Do riso às lágrimas, a atleta conta para a Painel sobre sua infância, família e revela as mudanças que aconteceram ao longo de sua vida. A atleta atuou por clubes como XV de Novembro, Unimep, BCN (SP), Ponte Preta (SP), Santo André (SP), Piracicaba.
Com estatura de 1,70m, Nádia foi campeã mundial pela Ponte Preta; por diversas vezes foi campeã brasileira e também tri campeã do torneio Cristal Palace de Londres.
A ex-estrela do basquete teve, em 2010, mil convidados na festa de seu casamento. Hoje, Nádia não se dedica mais ao esporte. Mora em Águas de São Pedro e gerencia uma rede de escola profissionalizante. Carrega consigo muitas lembranças, aprendizado e, claro, fãs. 

Painel- Como foi sua infância e a relação com a família?
Nádia Bento de Lima - Sempre fui muito unida à minha família. Eu até estou um pouco sensível para falar sobre isso porque perdi meu pai no ano passado. Lembro que quando comecei a me dedicar ao esporte na escola eu não tinha tênis. Sem condições, a minha mãe comprava e pagava em três vezes. Mas quando ela acabava de pagar, meu tênis já tinha acabado e eu precisava de outro. Um tempo depois eu comecei a ganhar o calçado, por causa de meus patrocinadores. O primeiro tênis que ganhei era vermelho. Hoje ele estaria fora de moda, mas naquela época... Nossa! Eu adorava. O meu pai trabalhava como segurança e a minha mãe, como empregada doméstica. A gente morava em uma casa que só tinha um quarto. Meu irmão dormia na cozinha e eu no quarto dos meus pais, em um beliche com a minha irmã. Uma noite eu ouvi minha mãe chorando e dizendo que se a gente comesse naquele mês, não pagaríamos o aluguel. Então eu falei para Deus que a primeira coisa que eu queria fazer era comprar uma casa para a minha família. E, realmente, foi a primeira coisa que fiz quando tive dinheiro.
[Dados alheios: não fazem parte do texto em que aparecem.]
//! TCP Server
//!
//! The server owns the listening socket and everything that runs beside it:
//! one task per client, the expiry sweeper, and the snapshot timer.
//!
//! ## Lifecycle
//!
//! ```text
//!   Created ──run()──► Running ──shutdown()──► ShuttingDown ──► Stopped
//! ```
//!
//! Shutdown closes the listener, lets every client finish the request it is
//! working on, waits for all client tasks, stops the background tasks and
//! writes a final snapshot.

use crate::commands::CommandHandler;
use crate::config::ServerConfig;
use crate::connection::{handle_connection, ConnectionStats};
use crate::persistence::{LoadOutcome, PersistenceResult, SnapshotManager};
use crate::storage::{ExpirySweeper, StorageEngine};
use std::io;
use std::net::SocketAddr;
use std::sync::atomic::{AtomicBool, Ordering};
use std::sync::{Arc, OnceLock};
use std::time::Duration;
use thiserror::Error;
use tokio::net::TcpListener;
use tokio::sync::watch;
use tokio::task::{JoinHandle, JoinSet};
use tokio::time::{Interval, MissedTickBehavior};
use tracing::{error, info, warn};

/// Pause after a failed `accept` before trying again.
const ACCEPT_BACKOFF: Duration = Duration::from_millis(100);

#[derive(Debug, Clone, Copy, PartialEq, Eq)]
pub enum ServerState {
    Created,
    Running,
    ShuttingDown,
    Stopped,
}

#[derive(Debug, Error)]
pub enum ServerError {
    #[error("failed to bind {addr}: {source}")]
    Bind {
        addr: String,
        #[source]
        source: io::Error,
    },

    #[error("server was already started")]
    AlreadyStarted,
}

/// Requests shutdown of a running server from anywhere.
#[derive(Debug, Clone)]
pub struct ShutdownHandle {
    shutdown_tx: Arc<watch::Sender<bool>>,
}

impl ShutdownHandle {
    /// Asks the server to shut down; returns immediately.
    pub fn shutdown(&self) {
        self.shutdown_tx.send_replace(true);
    }
}

pub struct Server {
    config: ServerConfig,
    storage: Arc<StorageEngine>,
    snapshots: SnapshotManager,
    stats: Arc<ConnectionStats>,
    started: AtomicBool,
    local_addr: OnceLock<SocketAddr>,
    state_tx: watch::Sender<ServerState>,
    shutdown_tx: Arc<watch::Sender<bool>>,
}

impl Server {
    pub fn new(config: ServerConfig, storage: Arc<StorageEngine>) -> Self {
        let snapshots = SnapshotManager::new(config.snapshot_path.clone());
        let (state_tx, _) = watch::channel(ServerState::Created);
        let (shutdown_tx, _) = watch::channel(false);

        Self {
            config,
            storage,
            snapshots,
            stats: Arc::new(ConnectionStats::new()),
            started: AtomicBool::new(false),
            local_addr: OnceLock::new(),
            state_tx,
            shutdown_tx: Arc::new(shutdown_tx),
        }
    }

    pub fn storage(&self) -> &Arc<StorageEngine> {
        &self.storage
    }

    pub fn stats(&self) -> &Arc<ConnectionStats> {
        &self.stats
    }

    pub fn state(&self) -> ServerState {
        *self.state_tx.borrow()
    }

    /// The bound address, once the server is running.
    pub fn local_addr(&self) -> Option<SocketAddr> {
        self.local_addr.get().copied()
    }

    pub fn shutdown_handle(&self) -> ShutdownHandle {
        ShutdownHandle {
            shutdown_tx: Arc::clone(&self.shutdown_tx),
        }
    }

    /// Restores the store from the configured snapshot file.
    pub fn load_snapshot(&self) -> PersistenceResult<LoadOutcome> {
        self.snapshots.load(&self.storage)
    }

    /// Waits until `run` has bound its socket and returns the address.
    ///
    /// Returns `None` if the server stopped without ever running, for
    /// example because the bind failed.
    pub async fn wait_until_running(&self) -> Option<SocketAddr> {
        let mut state_rx = self.state_tx.subscribe();
        state_rx
            .wait_for(|state| *state != ServerState::Created)
            .await
            .ok()?;
        self.local_addr()
    }

    /// Requests shutdown and waits until the server has stopped, including
    /// the final snapshot.
    pub async fn shutdown(&self) {
        self.shutdown_handle().shutdown();

        if !self.started.swap(true, Ordering::SeqCst) {
            // Never ran; nothing to drain or save
            self.set_state(ServerState::Stopped);
            return;
        }

        let mut state_rx = self.state_tx.subscribe();
        let _ = state_rx
            .wait_for(|state| *state == ServerState::Stopped)
            .await;
    }

    fn set_state(&self, state: ServerState) {
        self.state_tx.send_replace(state);
        info!(?state, "Server state changed");
    }

    /// Binds the listener and serves clients until shutdown is requested.
    pub async fn run(&self) -> Result<(), ServerError> {
        if self.started.swap(true, Ordering::SeqCst) {
            return Err(ServerError::AlreadyStarted);
        }

        let addr = self.config.bind_address();
        let listener = match TcpListener::bind(&addr).await {
            Ok(listener) => listener,
            Err(source) => {
                self.set_state(ServerState::Stopped);
                return Err(ServerError::Bind { addr, source });
            }
        };
        if let Ok(bound) = listener.local_addr() {
            let _ = self.local_addr.set(bound);
        }

        let mut shutdown_rx = self.shutdown_tx.subscribe();
        self.set_state(ServerState::Running);
        info!(address = %addr, "Listening for connections");

        let sweeper = ExpirySweeper::start(Arc::clone(&self.storage), self.config.expiry.clone());
        let mut snapshot_timer = self.snapshot_timer();
        let mut pending_dump: Option<JoinHandle<()>> = None;
        let mut workers = JoinSet::new();

        let mut stopping = *shutdown_rx.borrow_and_update();
        while !stopping {
            tokio::select! {
                accepted = listener.accept() => match accepted {
                    Ok((stream, client)) => {
                        workers.spawn(handle_connection(
                            stream,
                            client,
                            CommandHandler::new(Arc::clone(&self.storage)),
                            Arc::clone(&self.stats),
                            self.shutdown_tx.subscribe(),
                        ));
                    }
                    Err(e) => {
                        error!(error = %e, "Failed to accept connection");
                        tokio::time::sleep(ACCEPT_BACKOFF).await;
                    }
                },
                _ = next_tick(&mut snapshot_timer) => {
                    if pending_dump.as_ref().is_some_and(|dump| !dump.is_finished()) {
                        warn!("Previous snapshot still in progress, skipping");
                    } else {
                        pending_dump = Some(self.spawn_dump());
                    }
                }
                Some(joined) = workers.join_next(), if !workers.is_empty() => {
                    if let Err(e) = joined {
                        error!(error = %e, "Connection task failed");
                    }
                }
                changed = shutdown_rx.changed() => {
                    stopping = changed.is_err() || *shutdown_rx.borrow();
                }
            }
        }

        self.set_state(ServerState::ShuttingDown);
        drop(listener);

        let draining = workers.len();
        if draining > 0 {
            info!(connections = draining, "Waiting for connections to finish");
        }
        while let Some(joined) = workers.join_next().await {
            if let Err(e) = joined {
                error!(error = %e, "Connection task failed");
            }
        }

        if let Some(dump) = pending_dump {
            let _ = dump.await;
        }
        drop(snapshot_timer);
        sweeper.stop();

        info!("Saving final snapshot");
        if let Err(e) = self.spawn_dump().await {
            error!(error = %e, "Final snapshot task failed");
        }

        self.set_state(ServerState::Stopped);
        info!(
            connections = self.stats.connections_accepted.load(Ordering::Relaxed),
            commands = self.stats.commands_processed.load(Ordering::Relaxed),
            "Server stopped"
        );
        Ok(())
    }

    fn snapshot_timer(&self) -> Option<Interval> {
        let period = self.config.snapshot_interval;
        if period.is_zero() {
            return None;
        }
        let mut timer = tokio::time::interval_at(tokio::time::Instant::now() + period, period);
        timer.set_missed_tick_behavior(MissedTickBehavior::Delay);
        Some(timer)
    }

    /// Writes a snapshot on the blocking pool; failures are logged.
    fn spawn_dump(&self) -> JoinHandle<()> {
        let storage = Arc::clone(&self.storage);
        let snapshots = self.snapshots.clone();
        tokio::task::spawn_blocking(move || {
            if let Err(e) = snapshots.dump(&storage) {
                error!(error = %e, "Snapshot failed");
            }
        })
    }
}

/// Resolves on the next tick, or never when periodic snapshots are off.
async fn next_tick(timer: &mut Option<Interval>) {
    match timer {
        Some(timer) => {
            timer.tick().await;
        }
        None => std::future::pending().await,
    }
}

#[cfg(test)]
mod tests {
    use super::*;
    use bytes::Bytes;
    use tempfile::tempdir;
    use tokio::io::{AsyncReadExt, AsyncWriteExt};
    use tokio::net::TcpStream;

    fn test_config(dir: &std::path::Path) -> ServerConfig {
        ServerConfig {
            port: 0,
            snapshot_path: dir.join("dump.my_rdb"),
            ..Default::default()
        }
    }

    #[tokio::test]
    async fn test_state_machine() {
        let dir = tempdir().unwrap();
        let server = Arc::new(Server::new(
            test_config(dir.path()),
            Arc::new(StorageEngine::new()),
        ));
        assert_eq!(server.state(), ServerState::Created);

        let runner = tokio::spawn({
            let server = Arc::clone(&server);
            async move { server.run().await }
        });

        let addr = server.wait_until_running().await.unwrap();
        assert_ne!(addr.port(), 0);
        assert_eq!(server.state(), ServerState::Running);
        assert!(matches!(server.run().await, Err(ServerError::AlreadyStarted)));

        server.shutdown().await;
        assert_eq!(server.state(), ServerState::Stopped);
        runner.await.unwrap().unwrap();
    }

    #[tokio::test]
    async fn test_shutdown_writes_final_snapshot() {
        let dir = tempdir().unwrap();
        let storage = Arc::new(StorageEngine::new());
        let server = Arc::new(Server::new(test_config(dir.path()), Arc::clone(&storage)));

        let runner = tokio::spawn({
            let server = Arc::clone(&server);
            async move { server.run().await }
        });
        let addr = server.wait_until_running().await.unwrap();

        let mut client = TcpStream::connect(addr).await.unwrap();
        client
            .write_all(b"*3\r\n$3\r\nSET\r\n$4\r\nsaved\r\n$3\r\nyes\r\n")
            .await
            .unwrap();
        let mut buf = [0u8; 16];
        let n = client.read(&mut buf).await.unwrap();
        assert_eq!(&buf[..n], b"+OK\r\n");

        // An idle client does not hold up shutdown
        server.shutdown_handle().shutdown();
        tokio::time::timeout(Duration::from_secs(5), runner)
            .await
            .expect("server did not stop")
            .unwrap()
            .unwrap();
        assert_eq!(server.state(), ServerState::Stopped);

        let restored = StorageEngine::new();
        SnapshotManager::new(dir.path().join("dump.my_rdb"))
            .load(&restored)
            .unwrap();
        assert_eq!(restored.get(b"saved"), Some(Bytes::from("yes")));
    }

    #[tokio::test]
    async fn test_periodic_snapshots() {
        let dir = tempdir().unwrap();
        let storage = Arc::new(StorageEngine::new());
        storage.set(Bytes::from("k"), Bytes::from("v"));

        let config = ServerConfig {
            snapshot_interval: Duration::from_millis(50),
            ..test_config(dir.path())
        };
        let server = Arc::new(Server::new(config, storage));
        let runner = tokio::spawn({
            let server = Arc::clone(&server);
            async move { server.run().await }
        });
        server.wait_until_running().await.unwrap();

        tokio::time::sleep(Duration::from_millis(300)).await;
        assert!(dir.path().join("dump.my_rdb").exists());

        server.shutdown().await;
        runner.await.unwrap().unwrap();
    }

    #[tokio::test]
    async fn test_bind_failure_stops_server() {
        let dir = tempdir().unwrap();
        let blocker = std::net::TcpListener::bind("127.0.0.1:0").unwrap();
        let taken = blocker.local_addr().unwrap().port();

        let config = ServerConfig {
            port: taken,
            ..test_config(dir.path())
        };
        let server = Server::new(config, Arc::new(StorageEngine::new()));

        assert!(matches!(server.run().await, Err(ServerError::Bind { .. })));
        assert_eq!(server.state(), ServerState::Stopped);
        assert_eq!(server.wait_until_running().await, None);
    }

    #[tokio::test]
    async fn test_shutdown_before_run() {
        let dir = tempdir().unwrap();
        let server = Server::new(test_config(dir.path()), Arc::new(StorageEngine::new()));

        server.shutdown().await;
        assert_eq!(server.state(), ServerState::Stopped);
        assert!(matches!(server.run().await, Err(ServerError::AlreadyStarted)));
        assert!(!dir.path().join("dump.my_rdb").exists());
    }
}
Painel- Como você se envolveu com o basquete?
Nádia - Costumo dizer que a minha é história é meio que destino. Eu comecei a me envolver com o esporte quando eu tinha 11 anos de idade. Tudo começou no colégio Mello Ayres, em Piracicaba. A professora Maria Helena Cardoso, que hoje mora em Campinas, falou que queria montar times de todas as modalidades na escola. Reuniu os alunos e pediu que se dividissem em grupos de diferentes categorias esportivas.  Entrei no time de voleibol, mas como as equipes ficaram mal distribuídas, a professora começou a nos reorganizar. Ela me tirou do vôlei e colocou no basquete. Eu chorei com aquilo, não gostei da troca. Mas tive que ficar. No primeiro dia de treino de basquete eu peguei a bola e corri na quadra de ponta e acertava as duas cestas. No final, a professora me disse: “Você tem o dom para jogar basquete e ser uma atleta. No pouco que te vi, percebi sua velocidade. Se você se esforçar, um dia poderá jogar na seleção brasileira”.  Comecei a treinar quase o dia todo. Durante o recreio eu ia na quadra e jogava sozinha. Todo mundo ficava me olhando. No final da aula eu ia para casa, tomava banho, nem almoçava direito e voltava jogar. Eu não queria mais fazer nada, só jogar.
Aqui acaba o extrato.